• [Provided data]
---*---
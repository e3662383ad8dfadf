//! Shopping-list plan models.

use serde::{Deserialize, Serialize};

/// One item to buy.
#[derive(Debug, Clone, Serialize, Deserialize)]
pub struct ShoppingItem {
    pub name: String,
    #[serde(default)]
    pub amount: String,
    #[serde(default)]
    pub essential: bool,
}

/// A store-section grouping of items (produce, meat and fish, spices, ...).
#[derive(Debug, Clone, Serialize, Deserialize)]
pub struct ShoppingCategory {
    pub category: String,
    #[serde(default)]
    pub items: Vec<ShoppingItem>,
}

/// A generated multi-day shopping plan.
#[derive(Debug, Clone, Serialize, Deserialize)]
#[serde(rename_all = "camelCase")]
pub struct ShoppingPlan {
    pub shopping_list: Vec<ShoppingCategory>,
    #[serde(default)]
    pub suggested_recipes: Vec<String>,
    #[serde(default)]
    pub total_estimated_cost: String,
    #[serde(default)]
    pub tips: String,
}

#[cfg(test)]
mod tests {
    use super::*;
    use serde_json::json;

    #[test]
    fn decodes_categorized_plan() {
        let value = json!({
            "shoppingList": [
                {
                    "category": "Produce",
                    "items": [{"name": "spring onions", "amount": "1 bunch", "essential": true}]
                }
            ],
            "suggestedRecipes": ["Fried rice"],
            "totalEstimatedCost": "120,000 - 150,000 VND"
        });
        let plan: ShoppingPlan = serde_json::from_value(value).unwrap();
        assert_eq!(plan.shopping_list[0].category, "Produce");
        assert!(plan.shopping_list[0].items[0].essential);
        assert_eq!(plan.suggested_recipes.len(), 1);
        assert!(plan.tips.is_empty());
    }
}
//! Google Gemini generateContent backend.
//!
//! Wire-format notes:
//! - The API key travels as a `?key=` query parameter, not in headers.
//! - Requests use `contents` with `parts`; inline images are a
//!   `inline_data` part `{mime_type, data}` next to the text part.
//! - Reply text sits at `candidates[0].content.parts[0].text`.
//! - The listing endpoint returns fully-qualified names (`models/<id>`).

use async_trait::async_trait;
use serde_json::{json, Value};
use std::env;
use std::time::Duration;
use tracing::debug;

use crate::config::GenerationConfig;
use crate::types::PromptPayload;
use crate::{Error, Result};

use super::{classify, GenerativeBackend};

/// Gemini REST backend over one pooled HTTP client.
///
/// Stateless across requests; every attempt is bounded by the client
/// timeout, so a hung upstream call cannot outlive a caller's deadline by
/// more than that.
pub struct GeminiBackend {
    client: reqwest::Client,
    base_url: String,
    api_key: String,
}

impl GeminiBackend {
    pub fn new(config: &GenerationConfig) -> Result<Self> {
        // Production-friendly default, env-overridable.
        let timeout_secs = env::var("RECIPEFORGE_HTTP_TIMEOUT_SECS")
            .ok()
            .and_then(|s| s.parse::<u64>().ok())
            .unwrap_or(30);

        let client = reqwest::Client::builder()
            .timeout(Duration::from_secs(timeout_secs))
            .pool_max_idle_per_host(32)
            .pool_idle_timeout(Some(Duration::from_secs(90)))
            .build()?;

        Ok(Self {
            client,
            base_url: config.base_url().trim_end_matches('/').to_string(),
            api_key: config.api_key().to_string(),
        })
    }

    /// Build the `contents` array for one user turn.
    fn payload_to_contents(payload: &PromptPayload) -> Value {
        let parts = match payload {
            PromptPayload::Text(text) => json!([{ "text": text }]),
            PromptPayload::TextWithImage { text, image } => json!([
                { "text": text },
                {
                    "inline_data": {
                        "mime_type": image.mime_type,
                        "data": image.data,
                    }
                }
            ]),
        };
        json!([{ "role": "user", "parts": parts }])
    }

    fn extract_text(body: &Value) -> Option<String> {
        body.pointer("/candidates/0/content/parts/0/text")
            .and_then(|v| v.as_str())
            .map(String::from)
    }
}

#[async_trait]
impl GenerativeBackend for GeminiBackend {
    async fn list_models(&self) -> Result<Vec<String>> {
        let url = format!("{}/models", self.base_url);
        let resp = self
            .client
            .get(&url)
            .query(&[("key", self.api_key.as_str())])
            .send()
            .await?;

        if !resp.status().is_success() {
            return Err(Error::CatalogUnavailable {
                status: resp.status().as_u16(),
            });
        }

        let body: Value = resp.json().await?;
        let names: Vec<String> = body
            .get("models")
            .and_then(|m| m.as_array())
            .map(|models| {
                models
                    .iter()
                    .filter_map(|m| m.get("name").and_then(|n| n.as_str()))
                    .map(String::from)
                    .collect()
            })
            .unwrap_or_default();

        debug!(count = names.len(), "listed available models");
        Ok(names)
    }

    async fn generate(&self, model: &str, payload: &PromptPayload) -> Result<String> {
        let url = format!("{}/models/{}:generateContent", self.base_url, model);
        let body = json!({ "contents": Self::payload_to_contents(payload) });

        let resp = self
            .client
            .post(&url)
            .query(&[("key", self.api_key.as_str())])
            .json(&body)
            .send()
            .await?;

        let status = resp.status();
        if !status.is_success() {
            let error_body = resp.text().await.unwrap_or_default();
            return Err(classify(status.as_u16(), &error_body));
        }

        let reply: Value = resp.json().await?;
        Self::extract_text(&reply).ok_or_else(|| Error::Call {
            status: status.as_u16(),
            class: "unknown",
            message: "reply contained no text candidate".to_string(),
        })
    }
}
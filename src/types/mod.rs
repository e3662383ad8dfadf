//! Request and response domain models.
//!
//! ## Overview
//!
//! Response-side structs mirror the camelCase JSON contract the prompts pin
//! on the model. Every field the normalizer does not guarantee is defaulted,
//! so a typed decode never fails on an absent optional.
//!
//! ## Submodules
//!
//! | Module | Description |
//! |--------|-------------|
//! | [`request`] | Generation requests, payloads, schema tags |
//! | [`profile`] | User dietary profile and recipe constraints |
//! | [`recipe`] | Generated recipe model |
//! | [`photo`] | Photo-analysis result models |
//! | [`shopping`] | Shopping-list plan models |

pub mod photo;
pub mod profile;
pub mod recipe;
pub mod request;
pub mod shopping;

pub use photo::{PhotoDish, PhotoIngredients, SuggestedRecipe};
pub use profile::{DietaryPreference, Difficulty, PriceRange, TimeRange, UserProfile};
pub use recipe::{Ingredient, OptionalIngredient, Recipe};
pub use request::{
    GenerationRequest, ImageData, PhotoScanRequest, PromptPayload, RecipeRequest, SchemaTag,
    ShoppingListRequest,
};
pub use shopping::{ShoppingCategory, ShoppingItem, ShoppingPlan};
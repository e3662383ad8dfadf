//! User dietary profile and recipe constraint types.

use serde::{Deserialize, Serialize};
use std::fmt;

/// Recipe difficulty tier. `Easy` is the default and the tier the
/// normalizer falls back to when the model omits one.
#[derive(Debug, Clone, Copy, PartialEq, Eq, Default, Serialize, Deserialize)]
#[serde(rename_all = "lowercase")]
pub enum Difficulty {
    #[default]
    Easy,
    Medium,
    Hard,
}

impl Difficulty {
    pub fn as_str(&self) -> &'static str {
        match self {
            Difficulty::Easy => "Easy",
            Difficulty::Medium => "Medium",
            Difficulty::Hard => "Hard",
        }
    }

    /// Prompt requirement text for this tier.
    pub(crate) fn requirement(&self) -> &'static str {
        match self {
            Difficulty::Easy => {
                "Very simple and easy to make, no advanced technique needed. \
                 Suitable for someone new to cooking; the steps must be very \
                 detailed and easy to follow."
            }
            Difficulty::Medium => {
                "Medium difficulty, needs some basic cooking skills. A few \
                 steps may be more involved but everything stays doable."
            }
            Difficulty::Hard => {
                "Higher difficulty; advanced techniques are fine. The dish \
                 may have many steps and reward care and experience."
            }
        }
    }
}

impl fmt::Display for Difficulty {
    fn fmt(&self, f: &mut fmt::Formatter<'_>) -> fmt::Result {
        f.write_str(self.as_str())
    }
}

/// Total-cooking-time bracket the recipe must land in.
#[derive(Debug, Clone, Copy, PartialEq, Eq, Default, Serialize, Deserialize)]
#[serde(rename_all = "lowercase")]
pub enum TimeRange {
    /// 5–10 minutes.
    Quick,
    /// 20–30 minutes.
    #[default]
    Standard,
    /// Over an hour.
    Extended,
}

impl TimeRange {
    pub fn as_str(&self) -> &'static str {
        match self {
            TimeRange::Quick => "5-10 minutes",
            TimeRange::Standard => "20-30 minutes",
            TimeRange::Extended => "over 1 hour",
        }
    }

    pub(crate) fn requirement(&self) -> &'static str {
        match self {
            TimeRange::Quick => {
                "Total time from prep to done must be 5-10 minutes. The dish \
                 must be very fast and simple, doable in a few minutes."
            }
            TimeRange::Standard => {
                "Total time from prep to done must be 20-30 minutes. A \
                 balanced dish, trading speed against quality."
            }
            TimeRange::Extended => {
                "Total time from prep to done may exceed one hour. The dish \
                 can be more elaborate and take longer to prepare."
            }
        }
    }
}

impl fmt::Display for TimeRange {
    fn fmt(&self, f: &mut fmt::Formatter<'_>) -> fmt::Result {
        f.write_str(self.as_str())
    }
}

/// Budget bracket for a shopping plan, in the user's currency.
#[derive(Debug, Clone, Copy, PartialEq, Eq, Serialize, Deserialize)]
pub struct PriceRange {
    pub min: u64,
    pub max: u64,
}

impl PriceRange {
    pub fn new(min: u64, max: u64) -> Self {
        Self { min, max }
    }
}

/// Dietary preference attached to a user profile.
#[derive(Debug, Clone, PartialEq, Eq, Default, Serialize, Deserialize)]
#[serde(rename_all = "lowercase")]
pub enum DietaryPreference {
    /// No restriction.
    #[default]
    Default,
    Vegetarian,
    Vegan,
    Keto,
    Paleo,
    Halal,
    Kosher,
    /// Weight-loss oriented.
    Diet,
    /// High-protein, training-support.
    Gym,
    /// Free-text regimen described by the user.
    Custom,
}

impl DietaryPreference {
    /// Description the prompt uses for the preset regimens. `Default` and
    /// `Custom` have no preset text.
    pub(crate) fn description(&self) -> Option<&'static str> {
        match self {
            DietaryPreference::Default | DietaryPreference::Custom => None,
            DietaryPreference::Vegetarian => {
                Some("vegetarian (no meat; vegetables plus dairy and eggs)")
            }
            DietaryPreference::Vegan => Some("vegan (no animal products at all)"),
            DietaryPreference::Keto => Some("keto (low carb, high fat)"),
            DietaryPreference::Paleo => Some("paleo (whole, unprocessed foods)"),
            DietaryPreference::Halal => Some("halal"),
            DietaryPreference::Kosher => Some("kosher"),
            DietaryPreference::Diet => {
                Some("weight-loss diet (low calorie, healthy, supports losing weight)")
            }
            DietaryPreference::Gym => Some(
                "training diet (high protein, supports muscle gain and post-workout recovery)",
            ),
        }
    }
}

/// The slice of a user profile the generation core cares about: regimen and
/// allergies. Fetched by the caller, read-only here.
#[derive(Debug, Clone, Default, Serialize, Deserialize)]
pub struct UserProfile {
    pub dietary_preference: DietaryPreference,
    /// Free-text regimen, used when `dietary_preference` is `Custom`.
    pub custom_dietary: Option<String>,
    /// Ingredients that must never appear in a result.
    pub allergies: Vec<String>,
}

impl UserProfile {
    pub fn new() -> Self {
        Self::default()
    }

    pub fn with_dietary(mut self, preference: DietaryPreference) -> Self {
        self.dietary_preference = preference;
        self
    }

    pub fn with_custom_dietary(mut self, description: impl Into<String>) -> Self {
        self.dietary_preference = DietaryPreference::Custom;
        self.custom_dietary = Some(description.into());
        self
    }

    pub fn with_allergies(mut self, allergies: Vec<String>) -> Self {
        self.allergies = allergies;
        self
    }
}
---*---
• [Task details] Please return all lines in the material above that include the word "camelCase".

• [Response to the task]
#[serde(rename_all = "camelCase")]
//! Response-side structs mirror the camelCase JSON contract the prompts pin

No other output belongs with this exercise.